Below are some entries. Work out how many of their lines hold the word "true", and write that number alone.
====== RECORDS FOR THE TASK ======
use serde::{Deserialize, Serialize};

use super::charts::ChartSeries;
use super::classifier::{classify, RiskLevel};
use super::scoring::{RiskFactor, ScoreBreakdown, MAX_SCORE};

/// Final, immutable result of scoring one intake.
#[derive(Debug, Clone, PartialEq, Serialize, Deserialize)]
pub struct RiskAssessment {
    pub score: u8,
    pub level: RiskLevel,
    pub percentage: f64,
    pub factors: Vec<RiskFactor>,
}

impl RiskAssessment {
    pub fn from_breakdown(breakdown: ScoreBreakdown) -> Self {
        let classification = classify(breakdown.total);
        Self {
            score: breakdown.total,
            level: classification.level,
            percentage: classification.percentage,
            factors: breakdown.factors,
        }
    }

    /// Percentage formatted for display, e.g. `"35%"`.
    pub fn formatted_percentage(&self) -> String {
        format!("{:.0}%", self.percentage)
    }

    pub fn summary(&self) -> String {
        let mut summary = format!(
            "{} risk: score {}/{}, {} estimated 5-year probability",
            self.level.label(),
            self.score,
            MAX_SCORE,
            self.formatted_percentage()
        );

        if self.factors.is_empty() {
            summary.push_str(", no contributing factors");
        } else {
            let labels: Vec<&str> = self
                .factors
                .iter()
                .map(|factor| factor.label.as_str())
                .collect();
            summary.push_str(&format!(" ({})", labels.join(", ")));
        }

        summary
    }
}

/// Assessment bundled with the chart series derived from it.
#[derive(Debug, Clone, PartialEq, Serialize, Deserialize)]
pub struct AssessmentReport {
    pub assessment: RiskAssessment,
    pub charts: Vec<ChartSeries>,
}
======
====== RECORDS FOR THE TASK ======
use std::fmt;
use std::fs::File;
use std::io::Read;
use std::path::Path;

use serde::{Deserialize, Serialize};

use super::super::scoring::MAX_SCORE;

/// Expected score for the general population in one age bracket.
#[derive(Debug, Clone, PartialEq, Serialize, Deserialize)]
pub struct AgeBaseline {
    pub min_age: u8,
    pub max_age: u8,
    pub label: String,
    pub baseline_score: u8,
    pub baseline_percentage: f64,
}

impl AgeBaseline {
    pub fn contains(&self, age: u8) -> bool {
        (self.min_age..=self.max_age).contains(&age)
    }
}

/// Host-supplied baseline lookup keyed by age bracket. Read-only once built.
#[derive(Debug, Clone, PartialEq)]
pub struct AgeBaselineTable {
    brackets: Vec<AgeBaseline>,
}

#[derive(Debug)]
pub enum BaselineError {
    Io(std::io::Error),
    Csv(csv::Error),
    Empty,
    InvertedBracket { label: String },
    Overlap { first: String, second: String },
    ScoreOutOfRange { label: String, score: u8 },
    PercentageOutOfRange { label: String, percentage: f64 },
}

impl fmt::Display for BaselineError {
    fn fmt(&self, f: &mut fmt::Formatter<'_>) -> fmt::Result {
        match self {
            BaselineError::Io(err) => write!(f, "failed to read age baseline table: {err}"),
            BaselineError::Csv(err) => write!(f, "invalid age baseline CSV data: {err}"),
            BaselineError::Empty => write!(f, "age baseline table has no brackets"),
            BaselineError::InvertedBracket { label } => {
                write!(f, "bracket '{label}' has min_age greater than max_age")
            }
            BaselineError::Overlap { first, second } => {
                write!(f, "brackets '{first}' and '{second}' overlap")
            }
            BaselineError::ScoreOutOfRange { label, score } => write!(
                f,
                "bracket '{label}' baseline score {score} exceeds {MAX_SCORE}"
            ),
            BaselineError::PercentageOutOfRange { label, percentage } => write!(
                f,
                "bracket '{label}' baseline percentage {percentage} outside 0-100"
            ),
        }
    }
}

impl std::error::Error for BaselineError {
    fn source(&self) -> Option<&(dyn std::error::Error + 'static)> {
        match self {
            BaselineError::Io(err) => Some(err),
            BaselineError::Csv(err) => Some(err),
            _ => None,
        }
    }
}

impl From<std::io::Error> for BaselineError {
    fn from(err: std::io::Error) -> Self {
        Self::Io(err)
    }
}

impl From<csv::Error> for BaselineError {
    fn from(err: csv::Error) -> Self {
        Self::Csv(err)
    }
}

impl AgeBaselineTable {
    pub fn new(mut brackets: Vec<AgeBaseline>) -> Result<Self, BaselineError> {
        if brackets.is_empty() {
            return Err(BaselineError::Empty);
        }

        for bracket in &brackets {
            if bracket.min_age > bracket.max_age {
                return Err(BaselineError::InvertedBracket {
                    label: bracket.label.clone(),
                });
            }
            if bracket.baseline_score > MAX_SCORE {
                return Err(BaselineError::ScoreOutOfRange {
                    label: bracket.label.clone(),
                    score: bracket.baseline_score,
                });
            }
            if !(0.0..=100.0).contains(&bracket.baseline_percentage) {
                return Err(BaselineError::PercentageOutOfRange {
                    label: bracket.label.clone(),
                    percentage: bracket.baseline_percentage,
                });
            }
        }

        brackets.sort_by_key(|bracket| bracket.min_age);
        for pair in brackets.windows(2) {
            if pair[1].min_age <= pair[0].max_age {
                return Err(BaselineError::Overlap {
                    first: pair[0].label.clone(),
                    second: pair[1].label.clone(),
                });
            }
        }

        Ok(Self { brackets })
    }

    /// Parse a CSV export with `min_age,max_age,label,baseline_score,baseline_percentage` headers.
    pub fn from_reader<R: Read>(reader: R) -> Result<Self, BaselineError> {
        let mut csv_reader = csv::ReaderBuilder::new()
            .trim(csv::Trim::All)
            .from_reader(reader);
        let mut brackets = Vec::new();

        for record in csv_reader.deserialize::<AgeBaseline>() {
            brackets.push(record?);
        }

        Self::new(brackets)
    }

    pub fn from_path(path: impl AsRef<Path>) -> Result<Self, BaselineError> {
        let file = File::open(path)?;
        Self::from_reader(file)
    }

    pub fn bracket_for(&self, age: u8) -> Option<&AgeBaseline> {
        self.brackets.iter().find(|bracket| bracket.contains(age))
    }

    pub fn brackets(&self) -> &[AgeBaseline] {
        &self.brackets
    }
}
======
====== RECORDS FOR THE TASK ======
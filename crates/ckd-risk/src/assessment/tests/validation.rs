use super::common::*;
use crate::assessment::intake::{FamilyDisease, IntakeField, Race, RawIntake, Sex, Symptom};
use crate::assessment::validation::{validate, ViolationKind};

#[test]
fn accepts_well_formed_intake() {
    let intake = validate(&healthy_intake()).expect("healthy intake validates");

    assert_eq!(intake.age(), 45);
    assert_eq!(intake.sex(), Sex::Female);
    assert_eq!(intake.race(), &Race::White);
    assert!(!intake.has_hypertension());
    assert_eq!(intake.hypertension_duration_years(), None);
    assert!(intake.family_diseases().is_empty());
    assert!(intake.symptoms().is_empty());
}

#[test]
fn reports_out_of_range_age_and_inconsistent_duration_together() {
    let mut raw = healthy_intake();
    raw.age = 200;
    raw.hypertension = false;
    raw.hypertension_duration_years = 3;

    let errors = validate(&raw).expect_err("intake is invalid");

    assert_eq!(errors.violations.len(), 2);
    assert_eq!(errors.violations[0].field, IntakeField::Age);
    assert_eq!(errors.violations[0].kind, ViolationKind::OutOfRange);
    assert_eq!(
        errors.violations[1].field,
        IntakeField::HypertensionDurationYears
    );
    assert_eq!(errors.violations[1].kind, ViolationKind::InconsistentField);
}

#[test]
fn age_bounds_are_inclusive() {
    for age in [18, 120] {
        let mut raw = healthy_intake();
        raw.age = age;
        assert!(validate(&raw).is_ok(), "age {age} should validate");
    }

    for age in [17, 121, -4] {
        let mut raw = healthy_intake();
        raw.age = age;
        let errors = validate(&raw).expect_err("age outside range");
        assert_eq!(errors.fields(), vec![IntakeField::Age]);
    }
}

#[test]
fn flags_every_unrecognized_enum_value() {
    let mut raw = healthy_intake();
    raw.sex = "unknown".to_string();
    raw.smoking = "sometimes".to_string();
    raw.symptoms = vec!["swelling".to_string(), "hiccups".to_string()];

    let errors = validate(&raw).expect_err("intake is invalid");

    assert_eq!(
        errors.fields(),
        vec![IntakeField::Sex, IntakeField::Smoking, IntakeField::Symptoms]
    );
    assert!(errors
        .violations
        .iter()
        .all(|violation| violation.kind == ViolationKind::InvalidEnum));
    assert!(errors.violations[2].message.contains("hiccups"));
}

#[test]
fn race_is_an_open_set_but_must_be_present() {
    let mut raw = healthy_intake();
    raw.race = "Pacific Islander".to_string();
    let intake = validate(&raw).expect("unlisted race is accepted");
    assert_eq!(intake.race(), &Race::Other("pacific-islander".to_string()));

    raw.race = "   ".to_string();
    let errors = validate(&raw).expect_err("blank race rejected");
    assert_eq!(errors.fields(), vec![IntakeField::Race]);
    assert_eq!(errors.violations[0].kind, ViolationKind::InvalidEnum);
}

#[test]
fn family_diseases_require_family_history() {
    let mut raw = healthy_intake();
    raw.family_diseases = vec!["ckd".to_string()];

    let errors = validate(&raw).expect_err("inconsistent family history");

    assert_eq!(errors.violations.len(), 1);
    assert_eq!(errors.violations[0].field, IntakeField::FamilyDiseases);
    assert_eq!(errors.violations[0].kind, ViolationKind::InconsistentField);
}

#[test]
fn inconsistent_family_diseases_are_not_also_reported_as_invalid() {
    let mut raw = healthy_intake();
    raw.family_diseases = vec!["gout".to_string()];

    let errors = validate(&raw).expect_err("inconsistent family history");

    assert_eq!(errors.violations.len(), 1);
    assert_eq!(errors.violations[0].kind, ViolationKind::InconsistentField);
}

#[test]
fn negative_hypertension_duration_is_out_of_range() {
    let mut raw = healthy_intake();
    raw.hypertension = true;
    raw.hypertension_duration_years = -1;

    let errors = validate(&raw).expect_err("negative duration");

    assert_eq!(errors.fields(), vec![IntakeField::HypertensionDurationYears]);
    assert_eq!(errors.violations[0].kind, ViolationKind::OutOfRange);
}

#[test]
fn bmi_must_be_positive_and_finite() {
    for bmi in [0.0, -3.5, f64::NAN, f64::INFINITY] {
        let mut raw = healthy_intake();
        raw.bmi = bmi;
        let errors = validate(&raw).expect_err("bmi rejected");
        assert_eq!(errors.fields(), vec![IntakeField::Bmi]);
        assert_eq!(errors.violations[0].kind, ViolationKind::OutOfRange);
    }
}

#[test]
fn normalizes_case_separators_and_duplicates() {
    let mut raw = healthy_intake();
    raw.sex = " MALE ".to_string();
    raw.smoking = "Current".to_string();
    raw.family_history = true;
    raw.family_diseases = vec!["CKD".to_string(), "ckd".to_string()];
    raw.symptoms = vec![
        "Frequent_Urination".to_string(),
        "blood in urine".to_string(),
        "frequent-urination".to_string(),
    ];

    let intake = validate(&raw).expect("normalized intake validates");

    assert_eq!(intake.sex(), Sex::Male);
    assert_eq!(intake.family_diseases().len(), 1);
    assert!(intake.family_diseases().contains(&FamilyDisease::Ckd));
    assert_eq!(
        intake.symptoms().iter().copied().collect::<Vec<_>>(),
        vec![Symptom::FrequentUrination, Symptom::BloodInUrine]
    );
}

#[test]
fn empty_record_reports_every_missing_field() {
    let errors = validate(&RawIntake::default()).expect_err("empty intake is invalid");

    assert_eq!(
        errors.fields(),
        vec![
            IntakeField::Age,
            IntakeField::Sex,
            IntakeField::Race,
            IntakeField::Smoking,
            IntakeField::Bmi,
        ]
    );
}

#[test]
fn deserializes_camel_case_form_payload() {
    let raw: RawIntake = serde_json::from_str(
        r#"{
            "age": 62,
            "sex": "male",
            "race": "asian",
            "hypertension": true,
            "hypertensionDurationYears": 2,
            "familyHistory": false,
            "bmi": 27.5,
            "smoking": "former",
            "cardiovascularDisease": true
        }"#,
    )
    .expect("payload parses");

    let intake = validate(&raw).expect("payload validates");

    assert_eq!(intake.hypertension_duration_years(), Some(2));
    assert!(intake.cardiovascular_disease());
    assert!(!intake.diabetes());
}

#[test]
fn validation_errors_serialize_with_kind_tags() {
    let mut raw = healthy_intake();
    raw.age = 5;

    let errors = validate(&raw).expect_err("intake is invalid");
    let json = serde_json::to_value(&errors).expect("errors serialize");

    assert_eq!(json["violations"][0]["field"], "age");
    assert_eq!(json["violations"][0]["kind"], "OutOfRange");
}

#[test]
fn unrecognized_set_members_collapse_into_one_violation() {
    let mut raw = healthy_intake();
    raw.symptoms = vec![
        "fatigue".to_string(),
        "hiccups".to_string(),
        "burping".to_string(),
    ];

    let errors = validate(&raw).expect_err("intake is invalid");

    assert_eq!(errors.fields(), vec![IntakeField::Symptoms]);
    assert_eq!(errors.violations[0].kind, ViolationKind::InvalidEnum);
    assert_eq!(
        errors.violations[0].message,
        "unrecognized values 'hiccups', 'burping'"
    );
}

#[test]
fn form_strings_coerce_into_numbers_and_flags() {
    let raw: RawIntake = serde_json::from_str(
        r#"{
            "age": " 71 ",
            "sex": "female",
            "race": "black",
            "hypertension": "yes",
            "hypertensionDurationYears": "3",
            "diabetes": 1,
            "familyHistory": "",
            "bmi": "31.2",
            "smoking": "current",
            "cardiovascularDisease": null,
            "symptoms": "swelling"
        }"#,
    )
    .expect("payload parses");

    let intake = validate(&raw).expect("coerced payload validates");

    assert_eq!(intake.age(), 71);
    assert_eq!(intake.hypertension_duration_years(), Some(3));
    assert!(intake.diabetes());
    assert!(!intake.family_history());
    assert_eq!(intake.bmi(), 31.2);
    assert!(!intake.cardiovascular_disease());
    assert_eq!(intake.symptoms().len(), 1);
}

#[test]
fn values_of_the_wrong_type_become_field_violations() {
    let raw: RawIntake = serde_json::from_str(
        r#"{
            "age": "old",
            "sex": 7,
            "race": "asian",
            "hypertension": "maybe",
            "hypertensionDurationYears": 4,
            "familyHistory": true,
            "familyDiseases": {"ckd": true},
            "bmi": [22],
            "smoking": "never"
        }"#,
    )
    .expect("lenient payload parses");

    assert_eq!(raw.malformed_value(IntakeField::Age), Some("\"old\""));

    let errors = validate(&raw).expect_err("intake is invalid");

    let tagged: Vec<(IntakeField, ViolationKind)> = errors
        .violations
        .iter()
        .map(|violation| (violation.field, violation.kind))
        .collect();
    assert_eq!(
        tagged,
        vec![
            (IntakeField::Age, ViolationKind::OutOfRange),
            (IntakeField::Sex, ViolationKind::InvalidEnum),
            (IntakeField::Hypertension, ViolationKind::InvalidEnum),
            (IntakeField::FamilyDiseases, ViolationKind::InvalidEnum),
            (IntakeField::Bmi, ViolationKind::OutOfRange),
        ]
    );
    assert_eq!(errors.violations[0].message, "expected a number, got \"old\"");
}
======
TASK RESULT: 6